Strictly speaking, MongoDB is a document-based, database system with impeccable scaling and flexibility required for multiple levels of querying, indexing, etc. MongoDB's efficiency is renown across the board as it is a favorite of major companies like Uber, Lyft, Amazon Web Services, and more.
A little bit about the history of MongoDB: Mongo was created in 2007 when Doubleclick , an advertisement company that worked with around 400,000 advertisements per second faced tremendous issues using the database systems available at that time. Those types of systems are known as relational databases, meaning their storage methods require and provide access to data points that are related to one another. A good example of a relational database is Excel Spreadsheets, which was a popular database that used columns and tables to store data. Each storage container usually has a value for one or a few attributes which created a working relationship among data points. However, this was not the case.
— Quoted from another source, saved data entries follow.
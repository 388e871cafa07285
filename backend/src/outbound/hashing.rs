//! Argon2 implementation of the credential-hashing port.
//!
//! Every hash gets a fresh random salt and the output is a self-describing
//! PHC string, so parameters can be tightened later without invalidating
//! stored hashes. Verification goes through `argon2`, which compares in
//! constant time.

use argon2::{Argon2, PasswordHasher, PasswordVerifier};
use password_hash::{PasswordHash, SaltString};

use crate::domain::ports::{CredentialHasher, HashingError};
use crate::domain::PasswordHashString;

/// Salted, deliberately slow hasher used in production wiring.
#[derive(Debug, Clone, Copy, Default)]
pub struct Argon2CredentialHasher;

impl CredentialHasher for Argon2CredentialHasher {
    fn hash(&self, password: &str) -> Result<PasswordHashString, HashingError> {
        let mut salt_bytes = [0u8; 16];
        getrandom::getrandom(&mut salt_bytes)
            .map_err(|err| HashingError::failed(err.to_string()))?;
        let salt = SaltString::encode_b64(&salt_bytes)
            .map_err(|err| HashingError::failed(err.to_string()))?;
        let phc = Argon2::default()
            .hash_password(password.as_bytes(), &salt)
            .map_err(|err| HashingError::failed(err.to_string()))?
            .to_string();
        Ok(PasswordHashString::new(phc))
    }

    fn verify(&self, hash: &PasswordHashString, password: &str) -> bool {
        let Ok(parsed) = PasswordHash::new(hash.as_str()) else {
            return false;
        };
        Argon2::default()
            .verify_password(password.as_bytes(), &parsed)
            .is_ok()
    }
}
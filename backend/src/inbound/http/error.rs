//! HTTP adapter mapping for domain errors.
//!
//! Purpose: keep the domain error type HTTP-agnostic while allowing Actix
//! handlers to turn domain failures into consistent JSON responses and
//! status codes. This module is the only place where the error taxonomy
//! meets status codes.

use actix_web::{http::StatusCode, HttpResponse, ResponseError};

use crate::domain::{Error, ErrorCode};

/// Convenient result alias for HTTP handlers.
pub type ApiResult<T> = Result<T, Error>;

fn status_for(code: ErrorCode) -> StatusCode {
    match code {
        ErrorCode::InvalidRequest => StatusCode::BAD_REQUEST,
        ErrorCode::Unauthorized => StatusCode::UNAUTHORIZED,
        ErrorCode::NotFound => StatusCode::NOT_FOUND,
        ErrorCode::Conflict => StatusCode::CONFLICT,
        ErrorCode::Unavailable => StatusCode::SERVICE_UNAVAILABLE,
        ErrorCode::InternalError => StatusCode::INTERNAL_SERVER_ERROR,
    }
}

fn redact_if_internal(error: &Error) -> Error {
    if matches!(error.code(), ErrorCode::InternalError) {
        Error::internal("Internal server error")
    } else {
        error.clone()
    }
}

impl ResponseError for Error {
    fn status_code(&self) -> StatusCode {
        status_for(self.code())
    }

    fn error_response(&self) -> HttpResponse {
        if matches!(self.code(), ErrorCode::InternalError) {
            tracing::error!(error = %self, "internal error surfaced to the HTTP boundary");
        }
        HttpResponse::build(self.status_code()).json(redact_if_internal(self))
    }
}
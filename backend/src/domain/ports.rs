//! Domain ports defining the edges of the hexagon.
//!
//! Ports describe how the models expect to interact with driven adapters
//! (stores, credential hashing, clocks). Each trait exposes strongly typed
//! errors so adapters map their failures into predictable variants instead
//! of returning `anyhow::Result`.

use async_trait::async_trait;
use chrono::{DateTime, Utc};
use thiserror::Error;

use super::comment::{Comment, CommentDraft, CommentPatch, CommentQuery};
use super::error::Error as DomainError;
use super::user::{PasswordHashString, User, UserDraft, UserPatch, UserQuery};

/// Errors surfaced by DataStore adapters.
#[derive(Debug, Clone, PartialEq, Eq, Error)]
pub enum StoreError {
    /// A uniqueness constraint on the named field was violated.
    #[error("store rejected a duplicate value for {field}")]
    Duplicate { field: String },
    /// The store failed or is unreachable.
    #[error("store unavailable: {message}")]
    Unavailable { message: String },
}

impl StoreError {
    /// Helper for uniqueness violations.
    pub fn duplicate(field: impl Into<String>) -> Self {
        Self::Duplicate {
            field: field.into(),
        }
    }

    /// Helper for connectivity and query failures.
    pub fn unavailable(message: impl Into<String>) -> Self {
        Self::Unavailable {
            message: message.into(),
        }
    }
}

impl From<StoreError> for DomainError {
    fn from(err: StoreError) -> Self {
        match err {
            StoreError::Duplicate { field } => Self::conflict(format!("{field} already in use")),
            StoreError::Unavailable { message } => Self::unavailable(message),
        }
    }
}

/// Generic persistence port consumed by the models.
///
/// One implementation exists per entity; the associated types pin down the
/// record, query, and patch shapes the adapter understands. `save` assigns
/// the record identifier, `fetch` returns matches in insertion order, and
/// `update` reports how many records were touched.
#[async_trait]
pub trait DataStore: Send + Sync {
    /// Record content without an identifier.
    type Draft: Send + Sync;
    /// Stored record, identifier included.
    type Record: Send + Sync;
    /// Lookup shape.
    type Query: Send + Sync;
    /// Mutation shape.
    type Patch: Send + Sync;

    /// Persist a draft; the store assigns the identifier and returns the
    /// stored record.
    async fn save(&self, draft: Self::Draft) -> Result<Self::Record, StoreError>;

    /// Fetch every record matching the query, in insertion order.
    async fn fetch(&self, query: &Self::Query) -> Result<Vec<Self::Record>, StoreError>;

    /// Apply a patch to every record matching the query; returns the number
    /// of records affected.
    async fn update(&self, query: &Self::Query, patch: Self::Patch) -> Result<u64, StoreError>;
}

/// DataStore instantiation for user records.
pub type UserStore =
    dyn DataStore<Draft = UserDraft, Record = User, Query = UserQuery, Patch = UserPatch>;

/// DataStore instantiation for comment records.
pub type CommentStore = dyn DataStore<
        Draft = CommentDraft,
        Record = Comment,
        Query = CommentQuery,
        Patch = CommentPatch,
    >;

/// Errors surfaced by credential hashing adapters.
#[derive(Debug, Clone, PartialEq, Eq, Error)]
pub enum HashingError {
    /// The hashing primitive itself failed.
    #[error("credential hashing failed: {message}")]
    Failed { message: String },
}

impl HashingError {
    /// Helper for hashing failures.
    pub fn failed(message: impl Into<String>) -> Self {
        Self::Failed {
            message: message.into(),
        }
    }
}

impl From<HashingError> for DomainError {
    fn from(err: HashingError) -> Self {
        Self::internal(err.to_string())
    }
}

/// Pluggable credential-hashing strategy.
///
/// Implementations must salt every hash and compare in constant time so the
/// algorithm can be upgraded without touching model call signatures.
pub trait CredentialHasher: Send + Sync {
    /// Compute a fresh salted hash of the plaintext.
    fn hash(&self, password: &str) -> Result<PasswordHashString, HashingError>;

    /// Verify the plaintext against a stored hash in constant time.
    fn verify(&self, hash: &PasswordHashString, password: &str) -> bool;
}

/// Clock port so models can stamp timestamps without reaching for ambient
/// time, which keeps them deterministic under test.
pub trait Clock: Send + Sync {
    /// Current instant in UTC.
    fn now_utc(&self) -> DateTime<Utc>;
}

/// Production clock reading the system time.
#[derive(Debug, Clone, Copy, Default)]
pub struct SystemClock;

impl Clock for SystemClock {
    fn now_utc(&self) -> DateTime<Utc> {
        Utc::now()
    }
}

#[cfg(test)]
mod tests {
    use super::*;
    use crate::domain::ErrorCode;
    use rstest::rstest;

    #[rstest]
    fn duplicate_maps_to_conflict() {
        let err = DomainError::from(StoreError::duplicate("email"));
        assert_eq!(err.code(), ErrorCode::Conflict);
        assert!(err.message().contains("email"));
    }

    #[rstest]
    fn unavailable_maps_to_unavailable() {
        let err = DomainError::from(StoreError::unavailable("connection refused"));
        assert_eq!(err.code(), ErrorCode::Unavailable);
    }

    #[rstest]
    fn hashing_failures_map_to_internal() {
        let err = DomainError::from(HashingError::failed("out of memory"));
        assert_eq!(err.code(), ErrorCode::InternalError);
    }

    #[rstest]
    fn system_clock_does_not_go_backwards() {
        let clock = SystemClock;
        let first = clock.now_utc();
        let second = clock.now_utc();
        assert!(second >= first);
    }
}
//! Shared HTTP adapter state.
//!
//! Handlers accept this state via `actix_web::web::Data` so they only depend
//! on the two models and remain testable without real storage.

use crate::domain::{CommentService, UserService};

/// Dependency bundle for HTTP handlers.
#[derive(Clone)]
pub struct HttpState {
    /// Credential and identity records.
    pub users: UserService,
    /// Comment records.
    pub comments: CommentService,
}

impl HttpState {
    /// Bundle the model services the handlers need.
    pub fn new(users: UserService, comments: CommentService) -> Self {
        Self { users, comments }
    }
}
//! Access gate middleware.
//!
//! Inspects the request-scoped identity context and halts the pipeline with
//! an unauthorised response when no identity is attached. The gate is
//! read-only with respect to the context and never suspends; its only
//! ordering requirement is that it runs after [`ResolveIdentity`] and before
//! any protected handler.
//!
//! [`ResolveIdentity`]: super::ResolveIdentity

use std::task::{Context, Poll};

use actix_web::body::EitherBody;
use actix_web::dev::{Service, ServiceRequest, ServiceResponse, Transform};
use actix_web::{Error as ActixError, HttpMessage, ResponseError};
use futures_util::future::{ready, LocalBoxFuture, Ready};
use tracing::debug;

use crate::domain::Error;
use crate::middleware::CurrentIdentity;

/// Middleware rejecting requests that carry no resolved identity.
///
/// Wrap protected scopes with this gate; when it rejects, the inner service
/// is never called and no downstream stage or handler runs.
///
/// # Examples
/// ```
/// use actix_web::{web, App};
/// use backend::middleware::RequireIdentity;
///
/// let app = App::new().service(web::scope("/private").wrap(RequireIdentity));
/// ```
#[derive(Clone)]
pub struct RequireIdentity;

impl<S, B> Transform<S, ServiceRequest> for RequireIdentity
where
    S: Service<ServiceRequest, Response = ServiceResponse<B>, Error = ActixError> + 'static,
    S::Future: 'static,
    B: 'static,
{
    type Response = ServiceResponse<EitherBody<B>>;
    type Error = ActixError;
    type InitError = ();
    type Transform = RequireIdentityMiddleware<S>;
    type Future = Ready<Result<Self::Transform, Self::InitError>>;

    fn new_transform(&self, service: S) -> Self::Future {
        ready(Ok(RequireIdentityMiddleware { service }))
    }
}

/// Service wrapper produced by [`RequireIdentity`].
///
/// Applications should not use this type directly.
pub struct RequireIdentityMiddleware<S> {
    service: S,
}

impl<S, B> Service<ServiceRequest> for RequireIdentityMiddleware<S>
where
    S: Service<ServiceRequest, Response = ServiceResponse<B>, Error = ActixError> + 'static,
    S::Future: 'static,
    B: 'static,
{
    type Response = ServiceResponse<EitherBody<B>>;
    type Error = ActixError;
    type Future = LocalBoxFuture<'static, Result<Self::Response, Self::Error>>;

    fn poll_ready(&self, cx: &mut Context<'_>) -> Poll<Result<(), Self::Error>> {
        self.service.poll_ready(cx)
    }

    fn call(&self, req: ServiceRequest) -> Self::Future {
        if req.extensions().get::<CurrentIdentity>().is_none() {
            debug!(path = %req.path(), "unauthenticated request halted at the access gate");
            let response = Error::unauthorized("login required")
                .error_response()
                .map_into_right_body();
            let (request, _payload) = req.into_parts();
            return Box::pin(ready(Ok(ServiceResponse::new(request, response))));
        }
        let fut = self.service.call(req);
        Box::pin(async move { Ok(fut.await?.map_into_left_body()) })
    }
}
//! Driven adapters implementing the domain ports.

pub mod hashing;
pub mod persistence;
//! Domain entities, models, and ports.
//!
//! Purpose: own the user and comment records, their invariants, and the
//! contracts (DataStore, credential hashing, clock) that keep the models
//! independent of storage engines and transports. Nothing in this tree
//! imports actix types; inbound adapters do all request/response mapping.

pub mod auth;
pub mod comment;
pub mod comments;
pub mod error;
pub mod ports;
pub mod user;
pub mod users;

pub use self::auth::{CredentialValidationError, Credentials};
pub use self::comment::{
    AuthorRef, Comment, CommentBody, CommentId, CommentValidationError, COMMENT_BODY_MAX,
};
pub use self::comments::CommentService;
pub use self::error::{Error, ErrorCode, ErrorValidationError};
pub use self::user::{
    DisplayName, EmailAddress, PasswordHashString, User, UserId, UserValidationError,
    DISPLAY_NAME_MAX,
};
pub use self::users::UserService;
Overtime the storage methods of relational databases made it difficult to add information in already-bloated spreadsheets, making it difficult to access data due to massive time complexities.
MongoDB was thus birthed out of the inefficiencies of its predecessors. The programmers of DoubleClick took on the task to create a radically different foundation for MongoDB's storage systems instead of using the usual relational database systems taken on by the modern systems of that time. MongoDB utilized a document-based database. At its core, it's construction consisted of JSON-like documents which were later organized into collections.
Without getting too deep into the computer science aspects of what that accessibility looked like, the main takeaway from this overall picture being painted here is that within a document-oriented database, the capacity to store data within their own documents paved the way into the high level scalability and flexibility that we see today. Along with this, MongoDB has the capacity to stream across multiple servers at once, paving the way to the massive sociability and geospatial querying used on a daily basis.